Having swallowed all this pill food, "Walkin' Around All Day" may just be the best cure until the effects wear off, disjointed herkie jerks stumbling from one tree to another, razor Foster guitars chopping way at the massive trunks, with Osibisa LPs stuck under the arms, yearning for relief. Insistent paranoia, muffled voices with more 'broken hearts', distorted fluctuations from the fretboard, boom-boom-tchak drum fills, searching for open- minded alpacas willing to shed some hair.

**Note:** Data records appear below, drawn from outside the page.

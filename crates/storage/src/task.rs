//! Single-writer persistence task.
//!
//! All buffer mutation happens inside one task: samples arrive on the fan-out
//! channel, the flush timer fires on a fixed cadence while recording, and a
//! final flush runs when the sample channel closes.

use std::sync::atomic::{AtomicBool, AtomicI64, AtomicU64, Ordering};
use std::sync::{Arc, Mutex};
use std::time::Duration;

use async_channel::Receiver;
use tokio::task::JoinHandle;
use tracing::{debug, error, info};

use contracts::{epoch_ms, BufferConfig, RowStore, SampleEvent};

use crate::{DurableBuffer, FlushOutcome};

#[derive(Debug, Default)]
pub struct WriterStats {
    rows_flushed: AtomicU64,
    flush_failures: AtomicU64,
    buffered: AtomicU64,
    last_flush_ms: AtomicI64,
    last_error: Mutex<Option<String>>,
}

/// Point-in-time copy of the writer stats
#[derive(Debug, Clone, PartialEq, Eq)]
pub struct WriterStatsSnapshot {
    pub rows_flushed: u64,
    pub flush_failures: u64,
    pub buffered: u64,
    pub last_flush_ms: i64,
    pub last_error: Option<String>,
}

impl WriterStats {
    pub fn snapshot(&self) -> WriterStatsSnapshot {
        WriterStatsSnapshot {
            rows_flushed: self.rows_flushed.load(Ordering::Relaxed),
            flush_failures: self.flush_failures.load(Ordering::Relaxed),
            buffered: self.buffered.load(Ordering::Relaxed),
            last_flush_ms: self.last_flush_ms.load(Ordering::Relaxed),
            last_error: self.last_error.lock().map(|g| g.clone()).unwrap_or(None),
        }
    }

    fn set_error(&self, message: Option<String>) {
        if let Ok(mut guard) = self.last_error.lock() {
            *guard = message;
        }
    }
}

/// Handle to the writer task.
///
/// Recording is off until `start_recording`; samples received while off are
/// drained and discarded so the channel never backs up.
pub struct WriterHandle {
    recording: Arc<AtomicBool>,
    stats: Arc<WriterStats>,
    join: JoinHandle<()>,
}

impl WriterHandle {
    pub fn start_recording(&self) {
        self.recording.store(true, Ordering::SeqCst);
        info!("recording started");
    }

    pub fn stop_recording(&self) {
        self.recording.store(false, Ordering::SeqCst);
        info!("recording stopped");
    }

    pub fn is_recording(&self) -> bool {
        self.recording.load(Ordering::SeqCst)
    }

    /// Shared recording flag, checked by the sync engine's precondition.
    pub fn recording_flag(&self) -> Arc<AtomicBool> {
        self.recording.clone()
    }

    pub fn stats(&self) -> WriterStatsSnapshot {
        self.stats.snapshot()
    }

    /// Wait for the task to finish and return the final stats. The task
    /// exits after a final flush when the sample channel closes.
    pub async fn join(self) -> WriterStatsSnapshot {
        let _ = self.join.await;
        self.stats.snapshot()
    }
}

/// Spawn the writer task over a sample stream and a row store.
pub fn spawn_writer(
    samples: Receiver<SampleEvent>,
    store: Arc<dyn RowStore>,
    config: BufferConfig,
) -> WriterHandle {
    let recording = Arc::new(AtomicBool::new(false));
    let stats = Arc::new(WriterStats::default());

    let task_recording = recording.clone();
    let task_stats = stats.clone();
    let join = tokio::spawn(async move {
        let mut buffer = DurableBuffer::new(&config);
        let mut timer = tokio::time::interval(Duration::from_millis(config.flush_interval_ms));
        timer.set_missed_tick_behavior(tokio::time::MissedTickBehavior::Delay);

        loop {
            tokio::select! {
                received = samples.recv() => match received {
                    Ok(event) => {
                        if task_recording.load(Ordering::SeqCst) {
                            buffer.append(&event);
                            task_stats.buffered.store(buffer.len() as u64, Ordering::Relaxed);
                        }
                    }
                    Err(_) => {
                        // Producer gone: flush whatever is left and exit.
                        flush_once(&mut buffer, store.as_ref(), &task_stats);
                        if !buffer.is_empty() {
                            error!(rows = buffer.len(), "final flush failed, rows not persisted");
                        }
                        debug!("writer task exiting");
                        return;
                    }
                },
                _ = timer.tick() => {
                    if task_recording.load(Ordering::SeqCst) {
                        flush_once(&mut buffer, store.as_ref(), &task_stats);
                    }
                }
            }
        }
    });

    WriterHandle {
        recording,
        stats,
        join,
    }
}

fn flush_once(buffer: &mut DurableBuffer, store: &dyn RowStore, stats: &WriterStats) {
    match buffer.flush(store) {
        FlushOutcome::Empty => {}
        FlushOutcome::Flushed { rows } => {
            stats.rows_flushed.fetch_add(rows as u64, Ordering::Relaxed);
            stats.last_flush_ms.store(epoch_ms(), Ordering::Relaxed);
            stats.set_error(None);
        }
        FlushOutcome::Failed {
            requeued,
            alert,
            message,
        } => {
            stats.flush_failures.fetch_add(1, Ordering::Relaxed);
            stats.set_error(Some(message.clone()));
            if alert {
                error!(requeued, error = %message, "local write failing, samples requeued");
            }
        }
    }
    stats.buffered.store(buffer.len() as u64, Ordering::Relaxed);
}

#[cfg(test)]
mod tests {
    use super::*;
    use crate::MemoryRowStore;
    use contracts::{AxisTriple, DecodedSample};

    fn acc_event(ts: i64) -> SampleEvent {
        SampleEvent::new(
            DecodedSample::Accel {
                raw: AxisTriple::new(1, 2, 3),
            },
            ts,
        )
    }

    fn fast_config() -> BufferConfig {
        BufferConfig {
            flush_interval_ms: 10,
            ..BufferConfig::default()
        }
    }

    #[tokio::test]
    async fn test_samples_flow_to_store_while_recording() {
        let (tx, rx) = async_channel::bounded(16);
        let store = Arc::new(MemoryRowStore::new());
        let handle = spawn_writer(rx, store.clone(), fast_config());
        handle.start_recording();

        tx.send(acc_event(1_000)).await.unwrap();
        tx.send(acc_event(2_000)).await.unwrap();
        tokio::time::sleep(Duration::from_millis(50)).await;

        assert_eq!(store.row_count(), 2);
        let stats = handle.stats();
        assert_eq!(stats.rows_flushed, 2);
        assert_eq!(stats.last_error, None);

        drop(tx);
        handle.join().await;
    }

    #[tokio::test]
    async fn test_samples_discarded_while_not_recording() {
        let (tx, rx) = async_channel::bounded(16);
        let store = Arc::new(MemoryRowStore::new());
        let handle = spawn_writer(rx, store.clone(), fast_config());

        tx.send(acc_event(1_000)).await.unwrap();
        tokio::time::sleep(Duration::from_millis(40)).await;
        assert_eq!(store.row_count(), 0);

        drop(tx);
        handle.join().await;
    }

    #[tokio::test]
    async fn test_final_flush_on_channel_close() {
        let (tx, rx) = async_channel::bounded(16);
        let store = Arc::new(MemoryRowStore::new());
        let handle = spawn_writer(rx, store.clone(), BufferConfig {
            flush_interval_ms: 60_000,
            ..BufferConfig::default()
        });
        handle.start_recording();

        tx.send(acc_event(1_000)).await.unwrap();
        tokio::time::sleep(Duration::from_millis(20)).await;
        drop(tx);
        handle.join().await;

        assert_eq!(store.row_count(), 1);
    }

    #[tokio::test]
    async fn test_flush_failure_requeues_and_recovers() {
        let (tx, rx) = async_channel::bounded(16);
        let store = Arc::new(MemoryRowStore::new());
        store.fail_next_inserts(1);
        let handle = spawn_writer(rx, store.clone(), fast_config());
        handle.start_recording();

        tx.send(acc_event(1_000)).await.unwrap();
        tokio::time::sleep(Duration::from_millis(60)).await;

        // First flush failed, a later one committed the requeued row.
        assert_eq!(store.row_count(), 1);
        let stats = handle.stats();
        assert!(stats.flush_failures >= 1);
        assert_eq!(stats.last_error, None);

        drop(tx);
        handle.join().await;
    }
}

Enough with the doomsday stuff, "Warm Yellow Sun" carries some piano notes into the ranch, bells clanging on the fences, egging on a carefree, easy come easy go attitude of laissez faire, ennui and dénouement (the French lesson is free today). Take the shirt off, settle down, sit a spell, have swig. After all, later the moon will shine. Was it "Really Worth It?" is the hangover, wondering what hit you, lathered with oblique sounds painfully pounding the eardrums, pulling on the lobes out of sheer spite. And maybe a hint of self-loathing? Brass blasts that may eventually reach Tijuana. Only your hairdresser/barber knows for sure.

After Captain Lockheed, here comes Captain Cook, the intrepid British navigator who went were no white man had gone before, plunging into the vast oceans of the Pacific and the Atlantic, sort of finding an attachment to the southern Hemisphere, in particular. Perhaps unhappy back home in East End of London and had an aversion for Westend Girls or Pet Shop Boys, who knows for sure. History now fully disclosed, the composition is epic in scope, nearly 7 minutes long, with loads of harbour sounds and other nautical effects but in a semi-absurd electronic approach. Whistling synths splashing mightily, anchored in some harsh noise. Hey, looking for food all the time is no easy task, even for a ship's captain, just ask the lads on the Bounty (whose ancestors can be found on Pitcairn Islands). Sonic geography/history lesson.

"Venus" is an altered instrumental version of "Chicks Dig Venus" and is rebelliously space rock in its fundamentalism, with an assortment of commotions, dins and rackets that obscure the clouds. "Sisters Right Arm" is the instrumental version of the second track, dissected with surgical care, featuring Whitehurst's blistering guitar workout as well as synthesizing like a bubbling bottle of shaken not stirred Dom Perignon.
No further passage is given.